Monti è uomo dei poteri forti, consulente di Goldman Sachs (come Draghi), membro del gruppo di Bildelberg, di recente collaboratore di Barroso alla Commissione Europea, rettore dell’università della Confindustria e tant’altro.

La sua candidatura è stata preparata fin da prima dell’estate (quando è stato scelto Draghi per la BCE) nei salotti buoni in accordo con la finanza che conta europea ed americana.

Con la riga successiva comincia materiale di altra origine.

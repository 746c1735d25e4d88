//! Turns a project's area of interest into the tasks a mapping project is split into.
//!
//! The engine is a pipeline of pure functions over GeoJSON:
//! features are adapted to planar polygons, merged (and optionally dissolved)
//! into a single MultiPolygon, then either used to trim a pre-generated tile
//! grid or mapped one-to-one onto arbitrary tasks.

use geo::MultiPolygon;
use geojson::FeatureCollection;

pub mod adapter;
pub mod error;
pub mod grid;
pub mod merge;
pub mod tasks;
pub mod tile;
pub mod validate;

pub use adapter::{multi_polygon_to_feature_collection, multi_polygon_to_geojson, parse_feature_collection};
pub use error::{GridError, Result};
pub use tile::{generate_grid, TileId};
pub use validate::validate_multi_polygon;

/// SRID of WGS 84 longitude/latitude.
pub const DEFAULT_SRID: u32 = 4326;

#[derive(Debug, Clone, Copy, PartialEq, Eq)]
pub struct GridConfig {
    /// Spatial reference every input collection is expected to use.
    pub srid: u32,
}

impl Default for GridConfig {
    fn default() -> Self {
        Self { srid: DEFAULT_SRID }
    }
}

/// Entry point for the grid operations under an explicit configuration.
#[derive(Debug, Clone, Default)]
pub struct GridService {
    config: GridConfig,
}

impl GridService {
    pub fn new(config: GridConfig) -> Self {
        Self { config }
    }

    pub fn config(&self) -> &GridConfig {
        &self.config
    }

    /// Reject collections that declare a CRS other than the configured one.
    fn check_crs(&self, fc: &FeatureCollection) -> Result<()> {
        match adapter::declared_srid(fc)? {
            Some(srid) if srid != self.config.srid => Err(GridError::invalid(format!(
                "collection declares EPSG:{} but EPSG:{} is configured", srid, self.config.srid
            ))),
            _ => Ok(()),
        }
    }

    pub fn merge_to_multi_polygon(&self, fc: &FeatureCollection, dissolve: bool) -> Result<MultiPolygon<f64>> {
        self.check_crs(fc)?;
        merge::merge_to_multi_polygon(fc, dissolve)
    }

    pub fn trim_grid_to_aoi(
        &self,
        grid: &FeatureCollection,
        area_of_interest: &FeatureCollection,
        clip_to_aoi: bool,
    ) -> Result<FeatureCollection> {
        self.check_crs(grid)?;
        self.check_crs(area_of_interest)?;
        grid::trim_grid_to_aoi(grid, area_of_interest, clip_to_aoi)
    }

    pub fn tasks_from_aoi_features(&self, fc: &FeatureCollection) -> Result<FeatureCollection> {
        self.check_crs(fc)?;
        tasks::tasks_from_aoi_features(fc)
    }
}

/// Merge a collection into one MultiPolygon using the default configuration.
pub fn merge_to_multi_polygon(fc: &FeatureCollection, dissolve: bool) -> Result<MultiPolygon<f64>> {
    GridService::default().merge_to_multi_polygon(fc, dissolve)
}

/// Trim a tile grid to an AOI using the default configuration.
pub fn trim_grid_to_aoi(
    grid: &FeatureCollection,
    area_of_interest: &FeatureCollection,
    clip_to_aoi: bool,
) -> Result<FeatureCollection> {
    GridService::default().trim_grid_to_aoi(grid, area_of_interest, clip_to_aoi)
}

/// Build arbitrary tasks from AOI features using the default configuration.
pub fn tasks_from_aoi_features(fc: &FeatureCollection) -> Result<FeatureCollection> {
    GridService::default().tasks_from_aoi_features(fc)
}
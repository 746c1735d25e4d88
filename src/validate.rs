//! Structural validation of GeoJSON MultiPolygons.
//!
//! Polygons are never repaired: a geometry that fails here is rejected with
//! an explanation of the first problem found.

use geo::algorithm::line_intersection::{line_intersection, LineIntersection};
use geo::{Contains, Coord, Line, LineString, Point, Polygon};
use geojson::{Geometry as GeoJsonGeometry, Value as GeoJsonValue};
use rstar::{RTree, RTreeObject, AABB};

use crate::error::{GridError, Result};

#[derive(Debug, Clone)]
struct Segment {
    ring: usize,
    index: usize, // Position of the segment along its ring
    line: Line<f64>,
}

impl RTreeObject for Segment {
    type Envelope = AABB<[f64; 2]>;

    fn envelope(&self) -> Self::Envelope {
        AABB::from_corners(
            [self.line.start.x, self.line.start.y],
            [self.line.end.x, self.line.end.y],
        )
    }
}

fn type_name(value: &GeoJsonValue) -> &'static str {
    match value {
        GeoJsonValue::Point(_) => "Point",
        GeoJsonValue::MultiPoint(_) => "MultiPoint",
        GeoJsonValue::LineString(_) => "LineString",
        GeoJsonValue::MultiLineString(_) => "MultiLineString",
        GeoJsonValue::Polygon(_) => "Polygon",
        GeoJsonValue::MultiPolygon(_) => "MultiPolygon",
        GeoJsonValue::GeometryCollection(_) => "GeometryCollection",
    }
}

/// Check that `geometry` is a structurally valid GeoJSON MultiPolygon.
///
/// Rings must be closed, hold at least four positions with finite 2D (or
/// higher) ordinates, and must not cross or touch themselves except where
/// consecutive segments share a vertex. Rings of the same polygon must not
/// meet at all, every hole must lie inside the exterior ring and no hole may
/// lie inside another. Member polygons are checked independently of each
/// other.
pub fn validate_multi_polygon(geometry: &GeoJsonGeometry) -> Result<()> {
    let GeoJsonValue::MultiPolygon(polygons) = &geometry.value else {
        return Err(GridError::invalid(format!(
            "expected MultiPolygon, found {}", type_name(&geometry.value)
        )));
    };
    if polygons.is_empty() {
        return Err(GridError::invalid("MultiPolygon has no polygons"));
    }

    for (p, rings) in polygons.iter().enumerate() {
        if rings.is_empty() {
            return Err(GridError::invalid(format!("polygon {} has no rings", p)));
        }
        let mut coords = Vec::with_capacity(rings.len());
        for (r, ring) in rings.iter().enumerate() {
            let ring_coords = ring_coords(ring).map_err(|reason| {
                GridError::invalid(format!("polygon {} ring {}: {}", p, r, reason))
            })?;
            coords.push(ring_coords);
        }
        validate_ring_layout(&coords).map_err(|(r, reason)| {
            GridError::invalid(format!("polygon {} ring {}: {}", p, r, reason))
        })?;
    }
    Ok(())
}

/// Closed ring positions as 2D coordinates with consecutive duplicates removed.
fn ring_coords(ring: &[Vec<f64>]) -> std::result::Result<Vec<Coord<f64>>, String> {
    if ring.len() < 4 {
        return Err(format!("a LinearRing needs at least 4 positions, found {}", ring.len()));
    }
    let mut coords: Vec<Coord<f64>> = Vec::with_capacity(ring.len());
    for position in ring {
        match position.as_slice() {
            [x, y, ..] if x.is_finite() && y.is_finite() => {
                let coord = Coord { x: *x, y: *y };
                // Repeated vertices are legal but form zero-length segments.
                if coords.last() != Some(&coord) {
                    coords.push(coord);
                }
            },
            _ => return Err(format!("invalid position {:?}", position)),
        }
    }
    if ring.first() != ring.last() {
        return Err("LinearRing is not closed".to_string());
    }
    if coords.len() < 4 {
        return Err("LinearRing has fewer than 3 distinct vertices".to_string());
    }
    Ok(coords)
}

/// Checks how the rings of one polygon sit relative to themselves and each other.
///
/// The first ring is the exterior. Errors carry the index of the offending ring.
fn validate_ring_layout(rings: &[Vec<Coord<f64>>]) -> std::result::Result<(), (usize, String)> {
    find_ring_intersection(rings)?;

    let Some((exterior, holes)) = rings.split_first() else { return Ok(()) };
    let exterior = Polygon::new(LineString::new(exterior.clone()), vec![]);
    let holes: Vec<Polygon<f64>> = holes.iter()
        .map(|hole| Polygon::new(LineString::new(hole.clone()), vec![]))
        .collect();

    for (h, hole) in holes.iter().enumerate() {
        // Rings do not touch, so any vertex decides the position of the whole ring.
        let first = Point::from(hole.exterior().0[0]);
        if !exterior.contains(&first) {
            return Err((h + 1, "hole lies outside the exterior ring".to_string()));
        }
        let enclosing = holes.iter()
            .enumerate()
            .find(|(o, other)| *o != h && other.contains(&first));
        if let Some((o, _)) = enclosing {
            return Err((h + 1, format!("hole lies inside ring {}", o + 1)));
        }
    }
    Ok(())
}

/// Finds the first illegal meeting of two segments, within a ring or across rings.
fn find_ring_intersection(rings: &[Vec<Coord<f64>>]) -> std::result::Result<(), (usize, String)> {
    let segments: Vec<Segment> = rings.iter()
        .enumerate()
        .flat_map(|(ring, coords)| {
            coords.windows(2)
                .enumerate()
                .map(move |(index, pair)| Segment { ring, index, line: Line::new(pair[0], pair[1]) })
        })
        .collect();
    let tree = RTree::bulk_load(segments.clone());

    for segment in &segments {
        for other in tree.locate_in_envelope_intersecting(&segment.envelope()) {
            if (other.ring, other.index) <= (segment.ring, segment.index) {
                continue; // check each unordered pair once
            }
            let Some(intersection) = line_intersection(segment.line, other.line) else { continue };
            let at = match &intersection {
                LineIntersection::SinglePoint { intersection, .. } => *intersection,
                LineIntersection::Collinear { intersection } => intersection.start,
            };

            if other.ring != segment.ring {
                return Err((other.ring, format!(
                    "meets ring {} at [{}, {}]", segment.ring, at.x, at.y
                )));
            }
            let count = rings[segment.ring].len() - 1;
            let adjacent = other.index == segment.index + 1
                || (segment.index == 0 && other.index == count - 1);
            if !(adjacent && matches!(intersection, LineIntersection::SinglePoint { .. })) {
                return Err((segment.ring, format!("self-intersection at [{}, {}]", at.x, at.y)));
            }
        }
    }
    Ok(())
}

Tanti interventi preparatori hanno preceduto questa svolta repentina: dichiarazioni della Marcegaglia, la linea del Corriere della Sera e degli interessi che ci sono dietro con Mediobanca, le prese di posizione della CEI, etc. etc….

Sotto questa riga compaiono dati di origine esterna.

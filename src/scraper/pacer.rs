use std::time::Duration;

use rand::Rng;
use tokio_util::sync::CancellationToken;
use tracing::trace;

use crate::scraper::config::{DelayConfig, DelayRange};
use crate::scraper::SessionError;

/// Named pacing bucket
#[derive(Debug, Clone, Copy, PartialEq, Eq)]
pub enum Severity {
    Short,
    Medium,
    Long,
}

/// Samples jittered pauses so that actions never land on a fixed cadence
#[derive(Debug, Clone)]
pub struct Pacer {
    delays: DelayConfig,
}

impl Pacer {
    pub fn new(delays: DelayConfig) -> Self {
        Self { delays }
    }

    fn range(&self, severity: Severity) -> DelayRange {
        match severity {
            Severity::Short => self.delays.short_ms,
            Severity::Medium => self.delays.medium_ms,
            Severity::Long => self.delays.long_ms,
        }
    }

    /// Uniformly sample a pause for the given severity
    pub fn sample(&self, severity: Severity) -> Duration {
        let range = self.range(severity);
        let (min, max) = (range.min(), range.max());
        if max <= min {
            return min;
        }
        let millis = rand::rng().random_range(min.as_millis() as u64..=max.as_millis() as u64);
        Duration::from_millis(millis)
    }

    /// Sleep for a sampled pause, waking early with an error on cancellation
    pub async fn pause(
        &self,
        severity: Severity,
        cancel: &CancellationToken,
    ) -> Result<(), SessionError> {
        let delay = self.sample(severity);
        trace!(?severity, ?delay, "pausing");

        if delay.is_zero() {
            return if cancel.is_cancelled() {
                Err(SessionError::Cancelled)
            } else {
                Ok(())
            };
        }

        tokio::select! {
            _ = tokio::time::sleep(delay) => Ok(()),
            _ = cancel.cancelled() => Err(SessionError::Cancelled),
        }
    }
}
use std::collections::HashSet;
use std::sync::LazyLock;

use scraper::{ElementRef, Html, Selector};

static ARTICLES: LazyLock<Selector> = LazyLock::new(|| Selector::parse("article").unwrap());
static CLASSED: LazyLock<Selector> = LazyLock::new(|| Selector::parse("[class]").unwrap());
static ARIA_LABELLED: LazyLock<Selector> =
    LazyLock::new(|| Selector::parse("[aria-label]").unwrap());

/// Tags treated as the enclosing block of a star widget
const BLOCK_TAGS: &[&str] = &["div", "article", "section", "li"];

/// Every `<article>` element
fn articles(document: &Html) -> impl Iterator<Item = ElementRef<'_>> {
    document.select(&ARTICLES)
}

/// Whether any class token contains one of the (lower-cased) indicators
fn has_review_class(element: &ElementRef<'_>, indicators: &[String]) -> bool {
    element.value().classes().any(|class| {
        let class = class.to_lowercase();
        indicators.iter().any(|needle| class.contains(needle.as_str()))
    })
}

/// Nearest block-level ancestor of every star-rating widget
fn star_blocks(document: &Html) -> impl Iterator<Item = ElementRef<'_>> {
    document
        .select(&ARIA_LABELLED)
        .filter(|el| {
            el.value()
                .attr("aria-label")
                .is_some_and(|label| label.to_lowercase().contains("star"))
        })
        .filter_map(block_ancestor)
}

fn block_ancestor(element: ElementRef<'_>) -> Option<ElementRef<'_>> {
    element
        .ancestors()
        .filter_map(ElementRef::wrap)
        .find(|a| BLOCK_TAGS.contains(&a.value().name()))
}

/// Union of the three discovery strategies, in strategy order.
///
/// Containers are de-duplicated by node identity, so two identical-looking
/// reviews in different places are both kept.
pub fn discover<'a>(document: &'a Html, class_indicators: &[String]) -> Vec<ElementRef<'a>> {
    let indicators: Vec<String> = class_indicators.iter().map(|s| s.to_lowercase()).collect();

    let mut seen = HashSet::new();
    articles(document)
        .chain(
            document
                .select(&CLASSED)
                .filter(|el| has_review_class(el, &indicators)),
        )
        .chain(star_blocks(document))
        .filter(|el| seen.insert(el.id()))
        .collect()
}

#[cfg(test)]
mod tests {
    use super::*;

    fn indicators() -> Vec<String> {
        vec!["review".into(), "reviewItem".into(), "customerReview".into()]
    }

    fn ids(found: &[ElementRef<'_>]) -> Vec<String> {
        found
            .iter()
            .map(|el| el.value().attr("id").unwrap_or("-").to_string())
            .collect()
    }

    #[test]
    fn test_union_in_strategy_order() {
        let doc = Html::parse_document(
            r#"<section id="s"><span aria-label="4 stars"></span></section>
               <div id="d" class="CustomerReview-Card">x</div>
               <article id="a">y</article>"#,
        );
        let found = discover(&doc, &indicators());
        assert_eq!(ids(&found), vec!["a", "d", "s"]);
    }

    #[test]
    fn test_same_node_found_twice_is_kept_once() {
        let doc = Html::parse_document(
            r#"<article id="a" class="review"><div aria-label="5 stars out of 5"></div></article>"#,
        );
        let found = discover(&doc, &indicators());
        // article (1), class match (2) and star ancestor (3) all hit the same
        // node; the star div itself is not a block ancestor of itself
        assert_eq!(ids(&found), vec!["a"]);
    }

    #[test]
    fn test_identical_content_in_distinct_nodes_is_not_merged() {
        let doc = Html::parse_document(r#"<article>same</article><article>same</article>"#);
        assert_eq!(discover(&doc, &indicators()).len(), 2);
    }

    #[test]
    fn test_star_widget_walks_to_nearest_block() {
        let doc = Html::parse_document(
            r#"<li id="outer"><div id="inner"><p><span aria-label="Rated 3 Stars"></span></p></div></li>"#,
        );
        let found = discover(&doc, &[]);
        assert_eq!(ids(&found), vec!["inner"]);
    }

    #[test]
    fn test_discovery_is_idempotent() {
        let html = r#"<article id="a"></article><div id="b" class="reviewItem"></div>"#;
        let doc = Html::parse_document(html);
        let first = ids(&discover(&doc, &indicators()));
        let again = ids(&discover(&Html::parse_document(html), &indicators()));
        assert_eq!(first, again);
    }

    #[test]
    fn test_unrelated_aria_labels_are_ignored() {
        let doc = Html::parse_document(r#"<div id="d"><button aria-label="Close"></button></div>"#);
        assert!(discover(&doc, &indicators()).is_empty());
    }
}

Tutti adesso si sono accodati, ma il punto di partenza è noto: Berlusconi non era più compatibile con la gestione che costoro intendevano dare alla ristrutturazione finanziaria, economica, sociale dell’Italia e più in generale dell’Europa ( di cui l’Italia è la terza delle quattro colonne portanti ).
La squadra di governo è incentrata su personaggi che hanno a che fare con questi ambienti, qualche accademico, qualche professoressa nordista, qualche funzionario dello stato, qualche generale o ammiraglio, qualche zavorra necessaria come il vecchio nuclearista Clini. In aggiunta, fra i sottosegretari, qualche personaggio non in vista che fa riferimento ad aree di partito, non ultimo uno di Comunione e Liberazione. Età media dei membri del governo: comunque la più alta dal dopoguerra e la più alta fra quelli in carica di tutta Europa.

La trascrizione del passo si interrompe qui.